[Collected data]

=== Section Start ===

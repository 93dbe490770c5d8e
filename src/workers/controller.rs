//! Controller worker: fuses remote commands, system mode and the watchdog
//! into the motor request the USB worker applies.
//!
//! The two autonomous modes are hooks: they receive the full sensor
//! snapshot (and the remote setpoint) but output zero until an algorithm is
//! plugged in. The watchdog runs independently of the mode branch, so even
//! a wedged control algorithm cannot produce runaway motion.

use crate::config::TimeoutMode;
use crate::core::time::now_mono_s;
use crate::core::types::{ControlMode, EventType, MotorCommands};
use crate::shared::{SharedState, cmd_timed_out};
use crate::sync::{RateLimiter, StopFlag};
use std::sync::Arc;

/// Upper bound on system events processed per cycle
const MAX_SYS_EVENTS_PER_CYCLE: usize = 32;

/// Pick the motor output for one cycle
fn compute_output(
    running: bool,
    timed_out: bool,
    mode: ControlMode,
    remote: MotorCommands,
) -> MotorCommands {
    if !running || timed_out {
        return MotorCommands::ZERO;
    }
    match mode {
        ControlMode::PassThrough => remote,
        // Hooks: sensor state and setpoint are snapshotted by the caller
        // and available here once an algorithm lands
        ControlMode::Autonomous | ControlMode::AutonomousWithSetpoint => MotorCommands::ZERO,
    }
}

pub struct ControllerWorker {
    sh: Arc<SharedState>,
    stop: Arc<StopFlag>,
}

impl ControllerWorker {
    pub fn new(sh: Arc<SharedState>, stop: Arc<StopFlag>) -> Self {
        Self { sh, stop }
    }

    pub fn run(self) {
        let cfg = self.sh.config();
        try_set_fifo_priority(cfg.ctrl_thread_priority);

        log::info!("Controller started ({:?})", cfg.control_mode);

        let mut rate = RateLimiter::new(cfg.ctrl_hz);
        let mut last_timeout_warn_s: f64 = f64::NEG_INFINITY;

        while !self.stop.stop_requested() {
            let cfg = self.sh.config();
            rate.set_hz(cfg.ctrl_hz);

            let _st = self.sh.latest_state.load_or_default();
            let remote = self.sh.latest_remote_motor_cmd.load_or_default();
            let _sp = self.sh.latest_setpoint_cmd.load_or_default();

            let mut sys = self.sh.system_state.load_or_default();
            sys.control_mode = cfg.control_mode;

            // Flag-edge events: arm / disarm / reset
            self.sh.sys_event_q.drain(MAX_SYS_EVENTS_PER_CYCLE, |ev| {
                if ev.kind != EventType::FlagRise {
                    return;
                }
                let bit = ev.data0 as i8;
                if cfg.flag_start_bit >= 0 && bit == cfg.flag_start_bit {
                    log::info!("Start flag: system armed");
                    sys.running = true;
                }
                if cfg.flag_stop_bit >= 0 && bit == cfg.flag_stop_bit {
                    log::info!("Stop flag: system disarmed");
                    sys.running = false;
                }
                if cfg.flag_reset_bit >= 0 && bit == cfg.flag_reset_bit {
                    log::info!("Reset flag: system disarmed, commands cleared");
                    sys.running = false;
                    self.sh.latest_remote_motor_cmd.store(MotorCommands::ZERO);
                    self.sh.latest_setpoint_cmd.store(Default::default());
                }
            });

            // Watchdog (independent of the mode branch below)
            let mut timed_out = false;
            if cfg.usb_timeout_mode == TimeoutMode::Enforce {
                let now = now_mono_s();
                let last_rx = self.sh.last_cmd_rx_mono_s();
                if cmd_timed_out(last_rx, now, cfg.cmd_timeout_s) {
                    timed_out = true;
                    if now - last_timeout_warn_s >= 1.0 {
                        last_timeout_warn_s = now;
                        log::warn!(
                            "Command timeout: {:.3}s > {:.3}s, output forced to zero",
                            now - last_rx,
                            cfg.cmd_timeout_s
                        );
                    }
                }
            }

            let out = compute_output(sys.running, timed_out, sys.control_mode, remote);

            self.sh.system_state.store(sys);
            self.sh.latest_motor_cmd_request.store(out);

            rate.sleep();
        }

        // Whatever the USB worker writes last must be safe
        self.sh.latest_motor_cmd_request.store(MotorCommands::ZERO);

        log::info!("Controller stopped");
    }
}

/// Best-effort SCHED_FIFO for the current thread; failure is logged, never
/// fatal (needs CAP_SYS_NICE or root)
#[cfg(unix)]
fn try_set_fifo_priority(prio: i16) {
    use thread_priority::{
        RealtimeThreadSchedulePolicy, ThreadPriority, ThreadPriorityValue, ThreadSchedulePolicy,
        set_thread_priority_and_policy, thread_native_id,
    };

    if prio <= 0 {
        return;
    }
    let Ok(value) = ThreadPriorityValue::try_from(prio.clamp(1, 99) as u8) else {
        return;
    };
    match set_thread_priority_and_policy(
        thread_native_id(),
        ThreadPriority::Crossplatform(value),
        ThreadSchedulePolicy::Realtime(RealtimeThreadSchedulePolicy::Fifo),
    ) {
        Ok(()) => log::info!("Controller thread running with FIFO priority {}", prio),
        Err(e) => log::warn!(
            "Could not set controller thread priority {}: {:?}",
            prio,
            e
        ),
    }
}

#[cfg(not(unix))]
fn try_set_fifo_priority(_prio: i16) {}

=== Section End ===

## Work to complete:
What is needed is an exact repetition of all the entries above.

## Task answer:
repository 93dbe490770c5d8e
filename src/workers/controller.rs
//! Controller worker: fuses remote commands, system mode and the watchdog
//! into the motor request the USB worker applies.
//!
//! The two autonomous modes are hooks: they receive the full sensor
//! snapshot (and the remote setpoint) but output zero until an algorithm is
//! plugged in. The watchdog runs independently of the mode branch, so even
//! a wedged control algorithm cannot produce runaway motion.

use crate::config::TimeoutMode;
use crate::core::time::now_mono_s;
use crate::core::types::{ControlMode, EventType, MotorCommands};
use crate::shared::{SharedState, cmd_timed_out};
use crate::sync::{RateLimiter, StopFlag};
use std::sync::Arc;

/// Upper bound on system events processed per cycle
const MAX_SYS_EVENTS_PER_CYCLE: usize = 32;

/// Pick the motor output for one cycle
fn compute_output(
    running: bool,
    timed_out: bool,
    mode: ControlMode,
    remote: MotorCommands,
) -> MotorCommands {
    if !running || timed_out {
        return MotorCommands::ZERO;
    }
    match mode {
        ControlMode::PassThrough => remote,
        // Hooks: sensor state and setpoint are snapshotted by the caller
        // and available here once an algorithm lands
        ControlMode::Autonomous | ControlMode::AutonomousWithSetpoint => MotorCommands::ZERO,
    }
}

pub struct ControllerWorker {
    sh: Arc<SharedState>,
    stop: Arc<StopFlag>,
}

impl ControllerWorker {
    pub fn new(sh: Arc<SharedState>, stop: Arc<StopFlag>) -> Self {
        Self { sh, stop }
    }

    pub fn run(self) {
        let cfg = self.sh.config();
        try_set_fifo_priority(cfg.ctrl_thread_priority);

        log::info!("Controller started ({:?})", cfg.control_mode);

        let mut rate = RateLimiter::new(cfg.ctrl_hz);
        let mut last_timeout_warn_s: f64 = f64::NEG_INFINITY;

        while !self.stop.stop_requested() {
            let cfg = self.sh.config();
            rate.set_hz(cfg.ctrl_hz);

            let _st = self.sh.latest_state.load_or_default();
            let remote = self.sh.latest_remote_motor_cmd.load_or_default();
            let _sp = self.sh.latest_setpoint_cmd.load_or_default();

            let mut sys = self.sh.system_state.load_or_default();
            sys.control_mode = cfg.control_mode;

            // Flag-edge events: arm / disarm / reset
            self.sh.sys_event_q.drain(MAX_SYS_EVENTS_PER_CYCLE, |ev| {
                if ev.kind != EventType::FlagRise {
                    return;
                }
                let bit = ev.data0 as i8;
                if cfg.flag_start_bit >= 0 && bit == cfg.flag_start_bit {
                    log::info!("Start flag: system armed");
                    sys.running = true;
                }
                if cfg.flag_stop_bit >= 0 && bit == cfg.flag_stop_bit {
                    log::info!("Stop flag: system disarmed");
                    sys.running = false;
                }
                if cfg.flag_reset_bit >= 0 && bit == cfg.flag_reset_bit {
                    log::info!("Reset flag: system disarmed, commands cleared");
                    sys.running = false;
                    self.sh.latest_remote_motor_cmd.store(MotorCommands::ZERO);
                    self.sh.latest_setpoint_cmd.store(Default::default());
                }
            });

            // Watchdog (independent of the mode branch below)
            let mut timed_out = false;
            if cfg.usb_timeout_mode == TimeoutMode::Enforce {
                let now = now_mono_s();
                let last_rx = self.sh.last_cmd_rx_mono_s();
                if cmd_timed_out(last_rx, now, cfg.cmd_timeout_s) {
                    timed_out = true;
                    if now - last_timeout_warn_s >= 1.0 {
                        last_timeout_warn_s = now;
                        log::warn!(
                            "Command timeout: {:.3}s > {:.3}s, output forced to zero",
                            now - last_rx,
                            cfg.cmd_timeout_s
                        );
                    }
                }
            }

            let out = compute_output(sys.running, timed_out, sys.control_mode, remote);

            self.sh.system_state.store(sys);
            self.sh.latest_motor_cmd_request.store(out);

            rate.sleep();
        }

        // Whatever the USB worker writes last must be safe
        self.sh.latest_motor_cmd_request.store(MotorCommands::ZERO);

        log::info!("Controller stopped");
    }
}

/// Best-effort SCHED_FIFO for the current thread; failure is logged, never
/// fatal (needs CAP_SYS_NICE or root)
#[cfg(unix)]
fn try_set_fifo_priority(prio: i16) {
    use thread_priority::{
        RealtimeThreadSchedulePolicy, ThreadPriority, ThreadPriorityValue, ThreadSchedulePolicy,
        set_thread_priority_and_policy, thread_native_id,
    };

    if prio <= 0 {
        return;
    }
    let Ok(value) = ThreadPriorityValue::try_from(prio.clamp(1, 99) as u8) else {
        return;
    };
    match set_thread_priority_and_policy(
        thread_native_id(),
        ThreadPriority::Crossplatform(value),
        ThreadSchedulePolicy::Realtime(RealtimeThreadSchedulePolicy::Fifo),
    ) {
        Ok(()) => log::info!("Controller thread running with FIFO priority {}", prio),
        Err(e) => log::warn!(
            "Could not set controller thread priority {}: {:?}",
            prio,
            e
        ),
    }
}

#[cfg(not(unix))]
fn try_set_fifo_priority(_prio: i16) {}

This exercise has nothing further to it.